* [Exercise objective]: Word for word, the listing below should be printed again.

** Opening Exercise materials block **

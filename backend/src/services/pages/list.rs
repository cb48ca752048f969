use crate::notion::WorkspaceApi;
use crate::services::respond;
use actix_web::{web, Responder};

/// `GET /api/pages`
pub async fn process(api: web::Data<dyn WorkspaceApi>) -> impl Responder {
    respond(api.list_pages().await, "Failed to fetch pages")
}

** Closing Exercise materials block **

* [Task result]:
filename backend/src/services/pages/list.rs
repository cb48ca752048f969
use crate::notion::WorkspaceApi;
use crate::services::respond;
use actix_web::{web, Responder};

/// `GET /api/pages`
pub async fn process(api: web::Data<dyn WorkspaceApi>) -> impl Responder {
    respond(api.list_pages().await, "Failed to fetch pages")
}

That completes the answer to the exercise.